Dari kiri, namanya Norman, karibku semasa kecil. Dia anak yang pendiam, teratur, lurus, dan on the track. Itu kenapa selepas SMA, ketika anak-anak yang lain masih ingin menuntaskan pencarian jatidirnya, masa depan Norman sudah tertata: melamar pekerjaan sebagai CPNS, dan diterima. Yang paling kanan, Ridwan, juga teman baikku. Dia adalah anak yang usil, pemberontak, setia kawan, tukang bolos sekolah, sering terlibat tawuran, dan memiliki bakat-mengkilat dalam beberapa hal. Kini Ridwan bekerja dan hidup di negeri Belanda bersama istrinya. Di tengah, yang kebanyakan gaya, aku. Bertiga, kami adalah sahabat karib untuk waktu beberapa lama di masa yang sangat jauh.
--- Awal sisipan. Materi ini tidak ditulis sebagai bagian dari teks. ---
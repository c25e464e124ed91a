//! Customer records: domain types, validation rules, repository
//! abstraction with its backends, and the service tying them together.

pub mod domain;
pub mod validation;
pub mod repository;
pub mod repo;
pub mod service;

pub use domain::{Customer, CustomerInput, CustomerPatch, CustomerRecord};
pub use repo::{InMemoryCustomerRepository, JsonFileCustomerRepository, SeaOrmCustomerRepository};
pub use repository::CustomerRepository;
pub use service::CustomerService;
Sebenarnya Norman dan Ridwan adalah teman sekolah kakak perempuanku, mereka berada satu tingkat di atasku. Kerna sering main ke rumah untuk tugas-tugas sekolah, aku jadi mengenal mereka. Tapi, tradisi patriarkis a la pesisiran tidak pernah memungkinkan untuk bisa akrab-berteman dengan perempuan, pada akhirnya nasiblah yang mengkaribkan kami bertiga.
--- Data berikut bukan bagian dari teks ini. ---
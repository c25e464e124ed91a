//! Migrator registering the customer schema.
//! Indexes are applied last.
pub use sea_orm_migration::prelude::*;

mod m20240405_000001_create_customer;
mod m20240405_000002_add_customer_indexes;

pub struct Migrator;

#[async_trait::async_trait]
impl MigratorTrait for Migrator {
    fn migrations() -> Vec<Box<dyn MigrationTrait>> {
        vec![
            Box::new(m20240405_000001_create_customer::Migration),
            // Indexes should always be applied last
            Box::new(m20240405_000002_add_customer_indexes::Migration),
        ]
    }
}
Rumah Norman berada di Sukodono Gg. I, rumah Ridwan di Sukodono Gg. II, sedangkan aku tinggal di Nyamplungan Gg. IX. Ketiga lokasi itu masih termasuk dalam Kelurahan Ampel, kawasan Masjid Ampel Surabaya.

Sampai pada akhirnya, kami harus berpisah. Rumahku pindah, dan kami tidak pernah bertemu lagi untuk waktu yang sangat lama.

Tapi, entah ada angin apa—tiba-tiba saja kami terhubung kembali. Kebetulan Ridwan pulang ke Indonesia dan mengajak kedua temannya (aku dan Norman) untuk duduk bersama, cangkruk.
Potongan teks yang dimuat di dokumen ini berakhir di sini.